- Born: David Isaac Boonin February 14, 1964 (age 62)
- Occupations: Professor; philosopher; ethicist;
- Spouse: Martha Clara Vail ​(m. 1989)​

Education
- Education: Yale University (BA) University of Pittsburgh (PhD)
- Thesis: Thomas Hobbes and the Science of Moral Virtue (1994)

Philosophical work
- Era: Contemporary philosophy
- Institutions: University of Colorado Boulder Tulane University Georgetown University
- Main interests: Applied ethics; ethical theories; history of ethics;
- Notable works: A Defense of Abortion (2002)

= David Boonin =

David Isaac Boonin (Note: He has also been identified as David Boonin-Vail in some sources.) (born February 14, 1964) is an American philosopher, ethicist, and professor of philosophy at the University of Colorado Boulder.

== Early life and education ==
David Isaac Boonin was born on February 14, 1964 to Leonard Boonin, who was a professor of philosophy at the University of Colorado, and Harriet Boonin, a public school coordinator. He is Jewish. In 1989, he married Martha Clara Vail at Temple Beth David in Cheshire, Connecticut.

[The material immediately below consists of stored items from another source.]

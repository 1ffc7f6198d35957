use std::sync::LazyLock;

use regex::{Captures, Regex};
use reqwest::Client;
use serde::Deserialize;

use crate::{
    captions::CaptionsProvider,
    error::{Result, TldwError},
    types::{Segment, Transcript},
};

static TEXT_ELEMENT: LazyLock<Regex> = LazyLock::new(|| {
    Regex::new(r#"(?s)<text\b([^>]*)>(.*?)</text>"#).expect("text element regex")
});
static START_ATTR: LazyLock<Regex> =
    LazyLock::new(|| Regex::new(r#"\bstart="([^"]*)""#).expect("start attribute regex"));
static DUR_ATTR: LazyLock<Regex> =
    LazyLock::new(|| Regex::new(r#"\bdur="([^"]*)""#).expect("dur attribute regex"));
static P_ELEMENT: LazyLock<Regex> =
    LazyLock::new(|| Regex::new(r#"(?s)<p\b([^>]*)>(.*?)</p>"#).expect("p element regex"));
static T_ATTR: LazyLock<Regex> =
    LazyLock::new(|| Regex::new(r#"\bt="([^"]*)""#).expect("t attribute regex"));
static D_ATTR: LazyLock<Regex> =
    LazyLock::new(|| Regex::new(r#"\bd="([^"]*)""#).expect("d attribute regex"));
static ENTITY: LazyLock<Regex> = LazyLock::new(|| {
    Regex::new(r"&(#[xX][0-9a-fA-F]+|#[0-9]+|[a-zA-Z]+);").expect("entity regex")
});
static MARKUP: LazyLock<Regex> =
    LazyLock::new(|| Regex::new(r"<[^>]*>").expect("markup regex"));

/// Captions scraped from the YouTube watch page and its timed-text tracks
#[derive(Debug, Clone)]
pub struct YoutubeCaptions {
    client: Client,
    base_url: String,
}

#[derive(Debug, Deserialize)]
#[serde(rename_all = "camelCase")]
struct CaptionsData {
    player_captions_tracklist_renderer: Option<TracklistRenderer>,
}

#[derive(Debug, Deserialize)]
#[serde(rename_all = "camelCase")]
struct TracklistRenderer {
    #[serde(default)]
    caption_tracks: Vec<CaptionTrack>,
}

#[derive(Debug, Clone, PartialEq, Deserialize)]
#[serde(rename_all = "camelCase")]
pub struct CaptionTrack {
    pub base_url: String,
    pub language_code: String,
    #[serde(default)]
    pub kind: Option<String>,
}

impl CaptionTrack {
    /// Speech-recognition tracks are marked with `kind: "asr"`
    pub fn is_generated(&self) -> bool {
        self.kind.as_deref() == Some("asr")
    }
}

impl YoutubeCaptions {
    const BASE_URL: &str = "https://www.youtube.com";

    pub fn new() -> Self {
        Self::with_client(Client::new())
    }

    pub fn with_client(client: Client) -> Self {
        Self {
            client,
            base_url: Self::BASE_URL.into(),
        }
    }

    pub fn with_base_url(mut self, url: impl Into<String>) -> Self {
        self.base_url = url.into();
        self
    }

    /// Loads the watch page html for `video_id`
    #[tracing::instrument(skip(self))]
    async fn fetch_watch_page(&self, video_id: &str) -> Result<String> {
        let resp = self
            .client
            .get(format!("{}/watch", self.base_url))
            .query(&[("v", video_id)])
            .header("Accept-Language", "en-US,en;q=0.9")
            .send()
            .await
            .inspect_err(|e| tracing::error!(error = %e, "Failed to load watch page"))?;

        if !resp.status().is_success() {
            let status = resp.status().as_u16();
            let message = resp.text().await.unwrap_or_default();
            return Err(TldwError::Api { status, message });
        }

        Ok(resp.text().await?)
    }

    #[tracing::instrument(skip_all, fields(language = %track.language_code))]
    async fn fetch_track(&self, track: &CaptionTrack) -> Result<String> {
        let resp = self
            .client
            .get(track_url(&track.base_url))
            .send()
            .await
            .inspect_err(|e| tracing::error!(error = %e, "Failed to load caption track"))?;

        if !resp.status().is_success() {
            let status = resp.status().as_u16();
            let message = resp.text().await.unwrap_or_default();
            return Err(TldwError::Api { status, message });
        }

        Ok(resp.text().await?)
    }
}

impl Default for YoutubeCaptions {
    fn default() -> Self {
        Self::new()
    }
}

impl CaptionsProvider for YoutubeCaptions {
    async fn fetch_captions(&self, video_id: &str, languages: &[String]) -> Result<Transcript> {
        if video_id.is_empty() || video_id.starts_with("http") {
            return Err(TldwError::CaptionsUnavailable {
                video_id: video_id.to_string(),
                reason: "invalid video id".into(),
            });
        }

        let html = self.fetch_watch_page(video_id).await?;
        let tracks = caption_tracks(&html, video_id)?;
        let track =
            select_track(&tracks, languages).ok_or_else(|| TldwError::NoTranscriptFound {
                video_id: video_id.to_string(),
            })?;

        tracing::debug!(
            language = %track.language_code,
            generated = track.is_generated(),
            available = tracks.len(),
            "Selected caption track"
        );

        let xml = self.fetch_track(track).await?;

        Ok(Transcript {
            video_id: video_id.to_string(),
            language: track.language_code.clone(),
            segments: parse_timed_text(&xml),
        })
    }
}

/// Pulls the caption track list out of the player data embedded in the
/// watch page.
pub fn caption_tracks(html: &str, video_id: &str) -> Result<Vec<CaptionTrack>> {
    let Some(after) = html.split("\"captions\":").nth(1) else {
        if html.contains("class=\"g-recaptcha\"") {
            return Err(TldwError::CaptionsUnavailable {
                video_id: video_id.to_string(),
                reason: "too many requests, YouTube asks for a captcha".into(),
            });
        }
        // captions disabled for this video
        return Err(TldwError::NoTranscriptFound {
            video_id: video_id.to_string(),
        });
    };

    let json = after.split(",\"videoDetails").next().unwrap_or(after);
    let data: CaptionsData = serde_json::from_str(&json.replace('\n', ""))?;

    let tracks = data
        .player_captions_tracklist_renderer
        .map(|renderer| renderer.caption_tracks)
        .unwrap_or_default();

    if tracks.is_empty() {
        return Err(TldwError::NoTranscriptFound {
            video_id: video_id.to_string(),
        });
    }

    Ok(tracks)
}

/// First requested language wins; within a language a manually created track
/// is preferred over a generated one.
pub fn select_track<'a>(tracks: &'a [CaptionTrack], languages: &[String]) -> Option<&'a CaptionTrack> {
    languages.iter().find_map(|lang| {
        let mut candidates = tracks.iter().filter(|t| &t.language_code == lang);
        let manual = candidates.clone().find(|t| !t.is_generated());
        manual.or_else(|| candidates.next())
    })
}

/// Track urls may ask for the srv3 format; drop that so the plain
/// `<text start dur>` document comes back.
fn track_url(base_url: &str) -> String {
    base_url.replace("&fmt=srv3", "")
}

/// Parses a timed-text document into segments.
///
/// Understands the plain format (`<text start=".." dur="..">`, seconds) and
/// srv3 (`<p t=".." d="..">`, milliseconds).
pub fn parse_timed_text(xml: &str) -> Vec<Segment> {
    let segments = parse_elements(xml, &TEXT_ELEMENT, (&*START_ATTR, &*DUR_ATTR), 1.0);
    if !segments.is_empty() {
        return segments;
    }
    parse_elements(xml, &P_ELEMENT, (&*T_ATTR, &*D_ATTR), 1000.0)
}

fn parse_elements(
    xml: &str,
    element: &Regex,
    (start_attr, dur_attr): (&Regex, &Regex),
    units_per_second: f64,
) -> Vec<Segment> {
    element
        .captures_iter(xml)
        .filter_map(|caps| {
            let attrs = caps.get(1).map_or("", |m| m.as_str());
            let body = caps.get(2).map_or("", |m| m.as_str());

            // XML escaping wraps the HTML escaping, so decode twice
            let text = decode_entities(&decode_entities(body));
            let text = MARKUP.replace_all(&text, "").into_owned();
            if text.is_empty() {
                return None;
            }

            Some(Segment {
                start: attr_value(start_attr, attrs) / units_per_second,
                duration: attr_value(dur_attr, attrs) / units_per_second,
                text,
            })
        })
        .collect()
}

fn attr_value(attr: &Regex, attrs: &str) -> f64 {
    attr.captures(attrs)
        .and_then(|caps| caps.get(1))
        .and_then(|m| m.as_str().parse().ok())
        .unwrap_or(0.0)
}

/// Decodes named and numeric character references, leaving unknown ones as is
pub fn decode_entities(text: &str) -> String {
    ENTITY
        .replace_all(text, |caps: &Captures| {
            let entity = &caps[1];
            let decoded = match entity {
                "amp" => Some('&'),
                "lt" => Some('<'),
                "gt" => Some('>'),
                "quot" => Some('"'),
                "apos" => Some('\''),
                "nbsp" => Some('\u{a0}'),
                _ => entity
                    .strip_prefix("#x")
                    .or_else(|| entity.strip_prefix("#X"))
                    .map(|hex| u32::from_str_radix(hex, 16))
                    .or_else(|| entity.strip_prefix('#').map(|dec| dec.parse::<u32>()))
                    .and_then(|code| code.ok())
                    .and_then(char::from_u32),
            };
            decoded.map_or_else(|| caps[0].to_string(), String::from)
        })
        .into_owned()
}
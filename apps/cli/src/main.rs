use anyhow::Result;
use clap::{Args, Parser, Subcommand};
use console::style;
use tldw_core::{
    ActionOutcome, ChunkerConfig, OllamaClient, OllamaConfig, Session, YoutubeCaptions,
    chunker::{DEFAULT_CHUNK_OVERLAP, DEFAULT_CHUNK_SIZE},
    llm::ollama::{DEFAULT_HOST, DEFAULT_MODEL},
};

use crate::frontend::TerminalFrontend;

mod frontend;
mod logging;
mod shell;

#[derive(Parser)]
#[command(name = "tldw")]
#[command(about = "Fetch YouTube caption transcripts and summarize them with a local LLM")]
struct Cli {
    /// Ollama server address
    #[arg(long, global = true, env = "OLLAMA_HOST", default_value = DEFAULT_HOST)]
    ollama_host: String,

    /// Model used for summaries
    #[arg(short, long, global = true, env = "TLDW_MODEL", default_value = DEFAULT_MODEL)]
    model: String,

    /// Preferred caption language, repeat for fallbacks (e.g. -l en -l de)
    #[arg(short = 'l', long = "lang", global = true, default_values_t = vec!["en".to_string()])]
    languages: Vec<String>,

    #[command(subcommand)]
    command: Command,
}

#[derive(Subcommand)]
enum Command {
    /// Fetch and print the transcript
    Transcript {
        /// Video URL
        url: String,

        /// Print every caption line with its [MM:SS] start
        #[arg(long)]
        timestamps: bool,
    },
    /// Fetch the transcript and summarize it chunk by chunk
    Summarize {
        /// Video URL
        url: String,

        #[command(flatten)]
        chunking: ChunkArgs,
    },
    /// Interactive session, transcripts stay cached until you quit
    Shell {
        #[arg(long)]
        timestamps: bool,

        #[command(flatten)]
        chunking: ChunkArgs,
    },
}

#[derive(Args)]
struct ChunkArgs {
    /// Maximum characters per chunk sent to the model
    #[arg(long, default_value_t = DEFAULT_CHUNK_SIZE)]
    chunk_size: usize,

    /// Characters shared between consecutive chunks
    #[arg(long, default_value_t = DEFAULT_CHUNK_OVERLAP)]
    chunk_overlap: usize,
}

impl From<ChunkArgs> for ChunkerConfig {
    fn from(args: ChunkArgs) -> Self {
        ChunkerConfig {
            chunk_size: args.chunk_size,
            chunk_overlap: args.chunk_overlap,
        }
    }
}

fn succeeded(outcome: &ActionOutcome) -> bool {
    matches!(
        outcome,
        ActionOutcome::Transcript(_) | ActionOutcome::Summary { .. }
    )
}

#[tokio::main]
async fn main() -> Result<()> {
    let _ = dotenvy::dotenv();
    let cli = Cli::parse();
    logging::init();

    let model = OllamaClient::new(OllamaConfig {
        host: cli.ollama_host,
        model: cli.model,
    });
    tracing::debug!(host = %model.config().host, model = %model.config().model, "Using Ollama");

    let session = Session::new(YoutubeCaptions::new(), model).with_languages(cli.languages);

    println!(
        "\n{}  {}\n",
        style("tldw").cyan().bold(),
        style("YouTube Summarizer").dim()
    );

    let outcome = match cli.command {
        Command::Transcript { url, timestamps } => {
            let mut session = session;
            let mut ui = TerminalFrontend::new(timestamps);
            session.fetch_action(&url, &mut ui).await
        }
        Command::Summarize { url, chunking } => {
            let mut session = session.with_chunking(chunking.into())?;
            let mut ui = TerminalFrontend::new(false);
            session.summarize_action(&url, &mut ui).await
        }
        Command::Shell {
            timestamps,
            chunking,
        } => {
            let session = session.with_chunking(chunking.into())?;
            return shell::run(session, timestamps).await;
        }
    };

    if !succeeded(&outcome) {
        std::process::exit(1);
    }

    Ok(())
}
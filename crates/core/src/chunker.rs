//! Splitting long transcripts into overlapping windows small enough for a
//! bounded-context language model.
//!
//! The work is done by [`text_splitter`], which breaks text on the coarsest
//! semantic boundary that fits (paragraphs, lines, sentences, words, then
//! characters) and packs neighbouring sections into chunks of at most
//! `chunk_size` characters, each sharing up to `chunk_overlap` characters with
//! the previous one.

use text_splitter::{Characters, ChunkConfig, TextSplitter};

use crate::error::{Result, TldwError};

pub const DEFAULT_CHUNK_SIZE: usize = 1000;
pub const DEFAULT_CHUNK_OVERLAP: usize = 100;

#[derive(Debug, Clone, Copy, PartialEq, Eq)]
pub struct ChunkerConfig {
    /// Maximum chunk length, in characters
    pub chunk_size: usize,
    /// Maximum number of characters shared with the previous chunk
    pub chunk_overlap: usize,
}

impl Default for ChunkerConfig {
    fn default() -> Self {
        Self {
            chunk_size: DEFAULT_CHUNK_SIZE,
            chunk_overlap: DEFAULT_CHUNK_OVERLAP,
        }
    }
}

pub struct TextChunker {
    config: ChunkerConfig,
    splitter: TextSplitter<Characters>,
}

impl TextChunker {
    pub fn new(config: ChunkerConfig) -> Result<Self> {
        if config.chunk_size == 0 || config.chunk_overlap >= config.chunk_size {
            return Err(TldwError::InvalidChunkConfig {
                size: config.chunk_size,
                overlap: config.chunk_overlap,
            });
        }

        let chunk_config = ChunkConfig::new(config.chunk_size).with_overlap(config.chunk_overlap)?;
        Ok(Self {
            config,
            splitter: TextSplitter::new(chunk_config),
        })
    }

    pub fn config(&self) -> &ChunkerConfig {
        &self.config
    }

    /// Split `text` into ordered, trimmed chunks
    pub fn split(&self, text: &str) -> Vec<String> {
        self.splitter.chunks(text).map(str::to_string).collect()
    }
}

impl Default for TextChunker {
    fn default() -> Self {
        Self::new(ChunkerConfig::default()).expect("default chunk config is valid")
    }
}

#[cfg(test)]
mod tests {
    use super::*;

    fn chunker(chunk_size: usize, chunk_overlap: usize) -> TextChunker {
        TextChunker::new(ChunkerConfig {
            chunk_size,
            chunk_overlap,
        })
        .unwrap()
    }

    /// Byte ranges of every chunk within `text`
    fn ranges(chunker: &TextChunker, text: &str) -> Vec<(usize, usize)> {
        chunker
            .splitter
            .chunk_indices(text)
            .map(|(start, chunk)| (start, start + chunk.len()))
            .collect()
    }

    /// Chunks appear in source order and only whitespace falls between them
    fn assert_covers_in_order(source: &str, ranges: &[(usize, usize)]) {
        let mut covered = 0;
        for &(start, end) in ranges {
            if start > covered {
                assert!(
                    source[covered..start].trim().is_empty(),
                    "text lost before {:?}",
                    &source[start..end]
                );
            }
            assert!(end >= covered, "chunk {:?} out of order", &source[start..end]);
            covered = end;
        }
        assert!(source[covered..].trim().is_empty(), "text lost after last chunk");
    }

    #[test]
    fn test_default_config() {
        let chunker = TextChunker::default();
        assert_eq!(chunker.config().chunk_size, 1000);
        assert_eq!(chunker.config().chunk_overlap, 100);
    }

    #[test]
    fn test_rejects_overlap_not_smaller_than_size() {
        let err = TextChunker::new(ChunkerConfig {
            chunk_size: 100,
            chunk_overlap: 100,
        })
        .err()
        .unwrap();
        assert!(matches!(
            err,
            TldwError::InvalidChunkConfig {
                size: 100,
                overlap: 100
            }
        ));

        assert!(
            TextChunker::new(ChunkerConfig {
                chunk_size: 0,
                chunk_overlap: 0
            })
            .is_err()
        );
    }

    #[test]
    fn test_short_text_is_a_single_chunk() {
        let chunks = TextChunker::default().split("  just a short caption  ");
        assert_eq!(chunks, vec!["just a short caption"]);
    }

    #[test]
    fn test_empty_text_has_no_chunks() {
        assert!(TextChunker::default().split("").is_empty());
        assert!(TextChunker::default().split("   ").is_empty());
    }

    #[test]
    fn test_character_fallback_without_separators() {
        let chunks = chunker(4, 0).split("abcdefghij");
        assert_eq!(chunks, vec!["abcd", "efgh", "ij"]);
    }

    #[test]
    fn test_paragraphs_split_before_words() {
        let text = "first paragraph here\n\nsecond paragraph here";
        let chunks = chunker(25, 0).split(text);
        assert_eq!(chunks, vec!["first paragraph here", "second paragraph here"]);
    }

    #[test]
    fn test_lengths_are_counted_in_characters() {
        let chunks = chunker(2, 0).split("éééééé");
        assert_eq!(chunks, vec!["éé", "éé", "éé"]);
    }

    #[test]
    fn test_bounds_and_coverage_on_long_transcript() {
        let text = (0..2_000)
            .map(|i| format!("word{i}"))
            .collect::<Vec<_>>()
            .join(" ");

        for (size, overlap) in [(1000, 100), (120, 30), (50, 0), (17, 16)] {
            let chunker = chunker(size, overlap);
            let chunks = chunker.split(&text);

            assert!(chunks.len() > 1);
            for chunk in &chunks {
                assert!(chunk.chars().count() <= size, "chunk over {size}: {chunk:?}");
            }
            assert_covers_in_order(&text, &ranges(&chunker, &text));
        }
    }

    #[test]
    fn test_long_word_is_split_within_bounds() {
        let text = "hi supercalifragilistic yo";
        let chunker = chunker(8, 2);
        let chunks = chunker.split(text);

        assert!(chunks.iter().all(|c| c.chars().count() <= 8));
        assert!(chunks.iter().any(|c| c.starts_with("super")));
        assert_covers_in_order(text, &ranges(&chunker, text));
    }

    #[test]
    fn test_consecutive_chunks_share_bounded_context() {
        let text = (0..300)
            .map(|i| format!("w{i}"))
            .collect::<Vec<_>>()
            .join(" ");
        let chunker = chunker(100, 20);
        let ranges = ranges(&chunker, &text);

        let shared: Vec<usize> = ranges
            .windows(2)
            .map(|pair| pair[0].1.saturating_sub(pair[1].0))
            .collect();

        assert!(shared.iter().any(|&len| len > 0), "no context carried over");
        assert!(shared.iter().all(|&len| len <= 20), "overlap too large: {shared:?}");
    }

    #[test]
    fn test_mixed_separators_keep_bounds() {
        let text = (0..40)
            .map(|i| format!("Paragraph {i}: the quick brown fox jumps over the dog.\nIt keeps running."))
            .collect::<Vec<_>>()
            .join("\n\n");
        let chunker = chunker(150, 25);
        let chunks = chunker.split(&text);

        for chunk in &chunks {
            assert!(chunk.chars().count() <= 150);
            assert!(!chunk.starts_with(char::is_whitespace));
        }
        assert_covers_in_order(&text, &ranges(&chunker, &text));
    }
}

In 1986, Boonin graduated from Yale University summa cum laude with a Bachelor of Arts in philosophy and history, and he received his Doctorate of Philosophy in philosophy at the University of Pittsburgh in 1992. His doctorate dissertation was entitled "Thomas Hobbes and the Science of Moral Virtue" and was published in 1994.

== Academic career ==

Boonin taught at Georgetown University from 1992 to 1994 and at Tulane University between 1994 and 1998, before he accepted a position at the University of Colorado Boulder in 1998. His academic interests are in applied ethics, ethical theories, and history of ethics.

In 2002, Boonin published A Defense of Abortion, in which he critiques various anti-abortion arguments and defends abortion as morally permissible. The book received honorable mention for the American Philosophical Assocation's Book Prize competition in 2005. Francis J. Beckwith, a professor of philosophy at Baylor University, described the book in 2006 as a "significant contribution to the literature on this subject and arguably the most important monograph on abortion published in the past twenty years". In 2017, Boonin debated Roman Catholic apologist Trent Horn on the ethics of abortion at Stanford University. In 2019, Boonin released another book on abortion, Beyond Roe: Why Abortion Should be Legal—Even if the Fetus is a Person. In the book, he argues that abortion should be legal even if the fetus is a person; he discusses a court case McFall v. Shimp and argues that a right to life does not entail that one can use someone else's body to be sustained. The principle he appeals to is similar to Judith Jarvis Thomson's violinist analogy.

Boonin has defended the claim that criminal punishment is morally impermissible.